Airport near Baltasound, Unst, Shetland, Scotland

Unst Airport also called Baltasound Airport is an unlicensed airfield near Baltasound, on the island of Unst, Shetland Islands, Scotland. The airfield has effectively been mothballed since 1996 and is now only used by the emergency services. Unst Airport is the most northerly airfield in the United Kingdom.

==History==
Unst Airport opened in August 1968 although its official opening happened in 1970. The airport was built by the 15 Field Squadron (Search) RE of the Royal Engineers.

===Mothballing===
In 1996 the oil rig operators decided to concentrate their resources at Scatsta Airport on the Shetland Mainland. The last scheduled flights to the airport were withdrawn on March 29, 1996, and the airport was mothballed.
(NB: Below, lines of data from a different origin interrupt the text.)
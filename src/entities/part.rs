//! Part entity - canonical identity of a design at a specific revision

use chrono::{DateTime, Utc};
use serde::{Deserialize, Serialize};

use crate::core::identity::{EntityId, EntityPrefix};

/// A canonical part identity
///
/// Identified by `(part_number, revision)`; the pair is unique in the
/// store. An absent revision and an empty-string revision are the same
/// identity. Identity fields are immutable once created; only the
/// description may change.
#[derive(Debug, Clone, Serialize, Deserialize)]
pub struct Part {
    /// Unique identifier (PART-...)
    pub id: EntityId,

    /// Part number (e.g. "X-100")
    pub part_number: String,

    /// Revision; empty string for unrevisioned parts
    #[serde(default)]
    pub revision: String,

    /// Description
    #[serde(default, skip_serializing_if = "Option::is_none")]
    pub description: Option<String>,

    /// Creation timestamp
    pub created: DateTime<Utc>,

    /// Last update timestamp
    pub updated: DateTime<Utc>,
}

impl Part {
    /// Create a new part; the revision is normalized with [`normalize_revision`]
    pub fn new(part_number: impl Into<String>, revision: Option<&str>) -> Self {
        let now = Utc::now();
        Self {
            id: EntityId::new(EntityPrefix::Part),
            part_number: part_number.into(),
            revision: normalize_revision(revision),
            description: None,
            created: now,
            updated: now,
        }
    }
}

/// Normalize a revision: `None` and `""` are the same identity
pub fn normalize_revision(revision: Option<&str>) -> String {
    revision.map(|r| r.trim().to_string()).unwrap_or_default()
}
//! Attachment store
//!
//! Certificates, photos, and measurement sheets live as plain files under
//! the project's attachments directory; the database only holds the
//! reference (stored path + content hash). The engine never interprets
//! file contents.

use std::fs;
use std::path::{Path, PathBuf};

use chrono::{DateTime, Utc};
use rusqlite::{params, Connection, Row};
use sha2::{Digest, Sha256};
use thiserror::Error;

/// A stored attachment reference
#[derive(Debug, Clone)]
pub struct Attachment {
    /// Entity the file belongs to (e.g. "error_report")
    pub entity_type: String,
    pub entity_id: String,
    /// Path relative to the attachments directory
    pub stored_path: String,
    /// Original file name as supplied by the uploader
    pub file_name: String,
    /// SHA-256 of the file contents, hex encoded
    pub sha256: String,
    pub uploaded_by: Option<String>,
    pub created: DateTime<Utc>,
}

/// Errors from the attachment store
#[derive(Debug, Error)]
pub enum AttachmentError {
    #[error("source file not found: {0}")]
    SourceMissing(PathBuf),

    #[error("io error storing attachment: {0}")]
    Io(#[from] std::io::Error),

    #[error(transparent)]
    Store(#[from] rusqlite::Error),
}

/// Copy a file into the attachments directory and record the reference.
///
/// The stored name is timestamp-prefixed to keep repeated uploads of the
/// same file apart. Returns the recorded attachment.
pub fn store_attachment(
    conn: &Connection,
    attachments_dir: &Path,
    entity_type: &str,
    entity_id: &str,
    source: &Path,
    uploaded_by: Option<&str>,
) -> Result<Attachment, AttachmentError> {
    if !source.is_file() {
        return Err(AttachmentError::SourceMissing(source.to_path_buf()));
    }
    let file_name = source
        .file_name()
        .map(|n| n.to_string_lossy().to_string())
        .unwrap_or_else(|| "attachment".to_string());

    let contents = fs::read(source)?;
    let mut hasher = Sha256::new();
    hasher.update(&contents);
    let sha256 = format!("{:x}", hasher.finalize());

    let now = Utc::now();
    let stored_name = format!("{}_{}", now.format("%Y%m%d_%H%M%S"), file_name);
    let subdir = attachments_dir.join(entity_type);
    fs::create_dir_all(&subdir)?;
    fs::write(subdir.join(&stored_name), &contents)?;

    let attachment = Attachment {
        entity_type: entity_type.to_string(),
        entity_id: entity_id.to_string(),
        stored_path: format!("{}/{}", entity_type, stored_name),
        file_name,
        sha256,
        uploaded_by: uploaded_by.map(String::from),
        created: now,
    };

    conn.execute(
        "INSERT INTO attachments (entity_type, entity_id, stored_path, file_name, sha256, uploaded_by, created)
         VALUES (?1, ?2, ?3, ?4, ?5, ?6, ?7)",
        params![
            attachment.entity_type,
            attachment.entity_id,
            attachment.stored_path,
            attachment.file_name,
            attachment.sha256,
            attachment.uploaded_by,
            attachment.created.to_rfc3339(),
        ],
    )?;
    Ok(attachment)
}

fn attachment_from_row(row: &Row) -> rusqlite::Result<Attachment> {
    let created: String = row.get(6)?;
    Ok(Attachment {
        entity_type: row.get(0)?,
        entity_id: row.get(1)?,
        stored_path: row.get(2)?,
        file_name: row.get(3)?,
        sha256: row.get(4)?,
        uploaded_by: row.get(5)?,
        created: DateTime::parse_from_rfc3339(&created)
            .map(|dt| dt.with_timezone(&Utc))
            .unwrap_or_else(|_| Utc::now()),
    })
}

/// Attachments recorded against one entity, oldest first
pub fn list_attachments(
    conn: &Connection,
    entity_type: &str,
    entity_id: &str,
) -> Result<Vec<Attachment>, AttachmentError> {
    let mut stmt = conn.prepare(
        "SELECT entity_type, entity_id, stored_path, file_name, sha256, uploaded_by, created
         FROM attachments WHERE entity_type = ?1 AND entity_id = ?2 ORDER BY id",
    )?;
    let rows = stmt.query_map(params![entity_type, entity_id], attachment_from_row)?;
    Ok(rows.collect::<rusqlite::Result<Vec<_>>>()?)
}

#[cfg(test)]
mod tests {
    use super::*;
    use crate::core::store::QualityStore;
    use tempfile::tempdir;

    #[test]
    fn test_store_and_list_attachment() {
        let store = QualityStore::open_in_memory().unwrap();
        let tmp = tempdir().unwrap();
        let source = tmp.path().join("cert.pdf");
        fs::write(&source, b"material certificate contents").unwrap();
        let attachments_dir = tmp.path().join("attachments");

        let stored = store_attachment(
            store.conn(),
            &attachments_dir,
            "material_control",
            "MATC-X",
            &source,
            Some("inspector1"),
        )
        .unwrap();

        assert_eq!(stored.file_name, "cert.pdf");
        assert!(stored.stored_path.starts_with("material_control/"));
        assert!(stored.stored_path.ends_with("_cert.pdf"));
        assert_eq!(stored.sha256.len(), 64);
        assert!(attachments_dir.join(&stored.stored_path).is_file());

        let listed = list_attachments(store.conn(), "material_control", "MATC-X").unwrap();
        assert_eq!(listed.len(), 1);
        assert_eq!(listed[0].sha256, stored.sha256);
        assert_eq!(listed[0].uploaded_by.as_deref(), Some("inspector1"));
    }

    #[test]
    fn test_missing_source_rejected() {
        let store = QualityStore::open_in_memory().unwrap();
        let tmp = tempdir().unwrap();
        let err = store_attachment(
            store.conn(),
            &tmp.path().join("attachments"),
            "job",
            "JOB-X",
            &tmp.path().join("nope.pdf"),
            None,
        )
        .unwrap_err();
        assert!(matches!(err, AttachmentError::SourceMissing(_)));
    }

    #[test]
    fn test_same_file_twice_records_both() {
        let store = QualityStore::open_in_memory().unwrap();
        let tmp = tempdir().unwrap();
        let source = tmp.path().join("photo.jpg");
        fs::write(&source, b"jpeg bytes").unwrap();
        let dir = tmp.path().join("attachments");

        let a = store_attachment(store.conn(), &dir, "error_report", "ERR-X", &source, None).unwrap();
        // Same second is possible; the content hash still matches
        let b = store_attachment(store.conn(), &dir, "error_report", "ERR-X", &source, None).unwrap();
        assert_eq!(a.sha256, b.sha256);

        let listed = list_attachments(store.conn(), "error_report", "ERR-X").unwrap();
        assert_eq!(listed.len(), 2);
    }
}
//! Core module - the quality workflow engine and its supporting services

pub mod audit;
pub mod config;
pub mod error;
pub mod escalation;
pub mod files;
pub mod identity;
pub mod lifecycle;
pub mod measurement;
pub mod notify;
pub mod project;
pub mod registry;
pub mod roster;
pub mod sampling;
pub mod store;
pub mod tolerance;

pub use config::Config;
pub use error::EngineError;
pub use identity::{EntityId, EntityPrefix, IdParseError};
pub use notify::{MemorySink, Notification, NotificationSink, NotifyKind, NotifyOutcome, StoreSink};
pub use project::{Project, ProjectError};
pub use roster::{QualityRoster, Role, RoleDirectory, RosterMember};
pub use store::{QualityStore, StoreError};
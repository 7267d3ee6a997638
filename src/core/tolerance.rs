//! Tolerance evaluator - pure pass/fail verdicts for measured values

use crate::entities::dimension::JobDimension;
use crate::entities::measurement::PassFail;

/// Evaluate a measured value against a dimension's tolerances.
///
/// Rules, in order:
/// 1. A `go/nogo` dimension is a binary gauge check: pass iff the reading
///    is exactly 1 (nominal and tolerances are ignored).
/// 2. With both tolerances defined, the acceptance band is
///    `nominal + tolerance_minus ..= nominal + tolerance_plus`, inclusive
///    on both bounds. The minus tolerance is stored signed, so the lower
///    bound is an addition (a subtraction in the common case).
/// 3. With no tolerance band defined, the value passes unconditionally.
pub fn evaluate(dimension: &JobDimension, actual_value: f64) -> PassFail {
    if dimension.is_go_nogo() {
        return if actual_value == 1.0 {
            PassFail::Pass
        } else {
            PassFail::Fail
        };
    }

    match dimension.bounds() {
        Some((lower, upper)) => {
            if lower <= actual_value && actual_value <= upper {
                PassFail::Pass
            } else {
                PassFail::Fail
            }
        }
        None => PassFail::Pass,
    }
}
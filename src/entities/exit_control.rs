//! Exit control entities - final pre-shipment inspection of a sampled lot

use chrono::{DateTime, Utc};
use serde::{Deserialize, Serialize};

use crate::core::identity::{EntityId, EntityPrefix};

/// Lot-level verdict of an exit control
#[derive(Debug, Clone, Copy, PartialEq, Eq, Serialize, Deserialize)]
#[serde(rename_all = "snake_case")]
#[derive(Default)]
pub enum LotStatus {
    #[default]
    InProgress,
    Passed,
    Failed,
}

impl std::fmt::Display for LotStatus {
    fn fmt(&self, f: &mut std::fmt::Formatter<'_>) -> std::fmt::Result {
        match self {
            LotStatus::InProgress => write!(f, "in_progress"),
            LotStatus::Passed => write!(f, "passed"),
            LotStatus::Failed => write!(f, "failed"),
        }
    }
}

impl std::str::FromStr for LotStatus {
    type Err = String;

    fn from_str(s: &str) -> Result<Self, Self::Err> {
        match s.to_lowercase().as_str() {
            "in_progress" | "inprogress" => Ok(LotStatus::InProgress),
            "passed" => Ok(LotStatus::Passed),
            "failed" => Ok(LotStatus::Failed),
            _ => Err(format!(
                "Invalid lot status: {}. Use in_progress, passed, or failed",
                s
            )),
        }
    }
}

/// A final inspection of a completed lot before shipment
#[derive(Debug, Clone, Serialize, Deserialize)]
pub struct ExitControl {
    /// Unique identifier (EXIT-...)
    pub id: EntityId,

    /// Owning job (JOB-...)
    pub job_id: EntityId,

    /// Inspector username
    #[serde(default, skip_serializing_if = "Option::is_none")]
    pub inspector: Option<String>,

    /// Number of physical units in the lot
    pub lot_quantity: u32,

    /// Lot verdict, derived from the samples
    #[serde(default)]
    pub overall_status: LotStatus,

    /// Notes
    #[serde(default, skip_serializing_if = "Option::is_none")]
    pub notes: Option<String>,

    /// Creation timestamp
    pub created: DateTime<Utc>,
}

impl ExitControl {
    /// Create a new in-progress exit control
    pub fn new(job_id: EntityId, lot_quantity: u32) -> Self {
        Self {
            id: EntityId::new(EntityPrefix::Exit),
            job_id,
            inspector: None,
            lot_quantity,
            overall_status: LotStatus::InProgress,
            notes: None,
            created: Utc::now(),
        }
    }
}

/// One sampled physical unit within an exit-control lot
///
/// `overall_pass` is derived: the strict AND of the three sub-checks,
/// None until the sample has been inspected.
#[derive(Debug, Clone, Serialize, Deserialize)]
pub struct ExitControlSample {
    /// Unique identifier (SMP-...)
    pub id: EntityId,

    /// Owning exit control (EXIT-...)
    pub exit_control_id: EntityId,

    /// 1-based position of the unit within the lot
    pub position: u32,

    /// Dimensional check
    #[serde(default, skip_serializing_if = "Option::is_none")]
    pub dimensions_ok: Option<bool>,

    /// Visual check
    #[serde(default, skip_serializing_if = "Option::is_none")]
    pub visual_ok: Option<bool>,

    /// Surface finish check
    #[serde(default, skip_serializing_if = "Option::is_none")]
    pub surface_ok: Option<bool>,

    /// Derived verdict; None until recorded
    #[serde(default, skip_serializing_if = "Option::is_none")]
    pub overall_pass: Option<bool>,

    /// Notes
    #[serde(default, skip_serializing_if = "Option::is_none")]
    pub notes: Option<String>,

    /// When the sample was inspected
    #[serde(default, skip_serializing_if = "Option::is_none")]
    pub inspected_at: Option<DateTime<Utc>>,
}

impl ExitControlSample {
    /// Create an uninspected sample at the given lot position
    pub fn new(exit_control_id: EntityId, position: u32) -> Self {
        Self {
            id: EntityId::new(EntityPrefix::Smp),
            exit_control_id,
            position,
            dimensions_ok: None,
            visual_ok: None,
            surface_ok: None,
            overall_pass: None,
            notes: None,
            inspected_at: None,
        }
    }

    /// Whether this sample has been inspected
    pub fn is_recorded(&self) -> bool {
        self.overall_pass.is_some()
    }
}

#[cfg(test)]
mod tests {
    use super::*;

    #[test]
    fn test_exit_control_creation() {
        let ec = ExitControl::new(EntityId::new(EntityPrefix::Job), 25);
        assert!(ec.id.to_string().starts_with("EXIT-"));
        assert_eq!(ec.overall_status, LotStatus::InProgress);
        assert_eq!(ec.lot_quantity, 25);
    }

    #[test]
    fn test_sample_starts_unrecorded() {
        let smp = ExitControlSample::new(EntityId::new(EntityPrefix::Exit), 15);
        assert!(smp.id.to_string().starts_with("SMP-"));
        assert!(!smp.is_recorded());
        assert_eq!(smp.position, 15);
    }

    #[test]
    fn test_lot_status_parsing() {
        assert_eq!("passed".parse::<LotStatus>().unwrap(), LotStatus::Passed);
        assert_eq!(
            "in_progress".parse::<LotStatus>().unwrap(),
            LotStatus::InProgress
        );
        assert!("done".parse::<LotStatus>().is_err());
    }
}
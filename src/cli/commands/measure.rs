//! `shopqc measure` command - measurement report intake

use clap::Subcommand;
use console::style;
use miette::Result;
use std::collections::HashMap;

use crate::cli::helpers::{format_short_id, open_project, parse_id, print_show, resolve_job};
use crate::cli::{GlobalOpts, OutputFormat};
use crate::core::identity::EntityPrefix;
use crate::core::measurement::{self, MeasurementEntry};
use crate::core::{store, Config};
use crate::entities::measurement::{Measurement, MeasurementReport, ReportKind, ReportStatus};

#[derive(Subcommand, Debug)]
pub enum MeasureCommands {
    /// Record a batch of measurements as a new report
    New(NewArgs),

    /// List a job's measurement reports
    List(ListArgs),

    /// Show a report and its measurements
    Show(ShowArgs),
}

#[derive(clap::Args, Debug)]
pub struct NewArgs {
    /// Job number or id
    pub job: String,

    /// Measured values as DIM_NUMBER=VALUE (repeat a dimension for
    /// multiple samples, e.g. 1=10.02 1=10.05 2=1)
    #[arg(required = true)]
    pub entries: Vec<String>,

    /// Report kind
    #[arg(long, short = 'k', default_value = "in_process")]
    pub kind: String,

    /// Measurement equipment used
    #[arg(long, short = 'e')]
    pub equipment: Option<String>,

    /// Notes
    #[arg(long)]
    pub notes: Option<String>,
}

#[derive(clap::Args, Debug)]
pub struct ListArgs {
    /// Job number or id
    pub job: String,
}

#[derive(clap::Args, Debug)]
pub struct ShowArgs {
    /// Measurement report id (RPT-...)
    pub id: String,
}

/// Run a measure subcommand
pub fn run(cmd: MeasureCommands, global: &GlobalOpts) -> Result<()> {
    match cmd {
        MeasureCommands::New(args) => run_new(args, global),
        MeasureCommands::List(args) => run_list(args, global),
        MeasureCommands::Show(args) => run_show(args, global),
    }
}

fn run_new(args: NewArgs, global: &GlobalOpts) -> Result<()> {
    let project = open_project(global)?;
    let mut store = project.open_store().map_err(|e| miette::miette!("{}", e))?;
    let config = Config::load();

    let kind = args
        .kind
        .parse::<ReportKind>()
        .map_err(|e| miette::miette!("{}", e))?;

    let job = resolve_job(store.conn(), &args.job)?;
    let dimensions =
        store::list_dimensions(store.conn(), &job.id).map_err(|e| miette::miette!("{}", e))?;

    // Repeated mentions of the same dimension become successive samples
    let mut sample_counters: HashMap<u32, u32> = HashMap::new();
    let mut entries = Vec::with_capacity(args.entries.len());
    for raw in &args.entries {
        let (number, value) = raw.split_once('=').ok_or_else(|| {
            miette::miette!("Invalid entry '{}': expected DIM_NUMBER=VALUE", raw)
        })?;
        let number: u32 = number
            .trim()
            .parse()
            .map_err(|_| miette::miette!("Invalid dimension number in '{}'", raw))?;
        let value: f64 = value
            .trim()
            .parse()
            .map_err(|_| miette::miette!("Invalid measured value in '{}'", raw))?;

        let dimension = dimensions
            .iter()
            .find(|d| d.dimension_number == number)
            .ok_or_else(|| {
                miette::miette!("Job {} has no dimension {}", job.job_number, number)
            })?;

        let sample = sample_counters.entry(number).or_insert(0);
        *sample += 1;
        let mut entry = MeasurementEntry::new(dimension.id.clone(), value);
        entry.sample_number = *sample;
        entry.equipment = args.equipment.clone();
        entries.push(entry);
    }

    let report = measurement::create_report(
        &mut store,
        &job.id,
        kind,
        &entries,
        &config.author(),
        args.notes,
    )
    .map_err(|e| miette::miette!("{}", e))?;

    let status_styled = match report.overall_status {
        ReportStatus::Pass => style(report.overall_status.to_string()).green(),
        ReportStatus::Fail => style(report.overall_status.to_string()).red(),
        ReportStatus::Pending => style(report.overall_status.to_string()).yellow(),
    };
    println!(
        "{} Report {} for {}: {}",
        style("✓").green(),
        style(format_short_id(&report.id)).cyan(),
        job.job_number,
        status_styled
    );
    if !global.quiet {
        println!("   {} measurement(s) recorded", entries.len());
    }
    Ok(())
}

fn run_list(args: ListArgs, global: &GlobalOpts) -> Result<()> {
    let project = open_project(global)?;
    let store = project.open_store().map_err(|e| miette::miette!("{}", e))?;

    let job = resolve_job(store.conn(), &args.job)?;
    let reports = store::list_measurement_reports(store.conn(), &job.id)
        .map_err(|e| miette::miette!("{}", e))?;
    if reports.is_empty() {
        println!("No measurement reports on {}.", job.job_number);
        return Ok(());
    }

    match global.format {
        OutputFormat::Json => print_show(&reports, OutputFormat::Json)?,
        OutputFormat::Yaml => print_show(&reports, OutputFormat::Yaml)?,
        OutputFormat::Id => {
            for report in &reports {
                println!("{}", report.id);
            }
        }
        _ => {
            println!(
                "{:<17} {:<12} {:<12} {:<10} {:<17}",
                style("ID").bold(),
                style("KIND").bold(),
                style("INSPECTOR").bold(),
                style("STATUS").bold(),
                style("CREATED").bold()
            );
            println!("{}", "-".repeat(70));
            for report in &reports {
                let status_styled = match report.overall_status {
                    ReportStatus::Pass => style(report.overall_status.to_string()).green(),
                    ReportStatus::Fail => style(report.overall_status.to_string()).red(),
                    ReportStatus::Pending => style(report.overall_status.to_string()).yellow(),
                };
                println!(
                    "{:<17} {:<12} {:<12} {:<10} {:<17}",
                    format_short_id(&report.id),
                    report.kind.to_string(),
                    report.inspector.as_deref().unwrap_or("-"),
                    status_styled,
                    report.created.format("%Y-%m-%d %H:%M")
                );
            }
        }
    }
    Ok(())
}

fn run_show(args: ShowArgs, global: &GlobalOpts) -> Result<()> {
    let project = open_project(global)?;
    let store = project.open_store().map_err(|e| miette::miette!("{}", e))?;

    let id = parse_id(&args.id, EntityPrefix::Rpt)?;
    let report = store::find_measurement_report(store.conn(), &id)
        .map_err(|e| miette::miette!("{}", e))?
        .ok_or_else(|| miette::miette!("No measurement report found matching '{}'", args.id))?;
    let measurements =
        store::list_measurements(store.conn(), &id).map_err(|e| miette::miette!("{}", e))?;

    #[derive(serde::Serialize)]
    struct ReportDetail {
        #[serde(flatten)]
        report: MeasurementReport,
        measurements: Vec<Measurement>,
    }

    print_show(
        &ReportDetail {
            report,
            measurements,
        },
        global.format,
    )
}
After the airport was mothballed the airport's control tower and terminal building were subsequently demolished.

==Current use==
Currently, Unst Airport is only used by the emergency services for occasional Air Ambulance flights. There are no scheduled flights operating from Unst Airport.

==Future==
In 2013 it was reported that the American oil giant Chevron was looking into the possibility of re-opening the airport for use with the Rosebank oil and gas field. The Shetland Space Centre intends to incorporate it into a local space industry hub, and in 2019 a space balloon has been launched from it.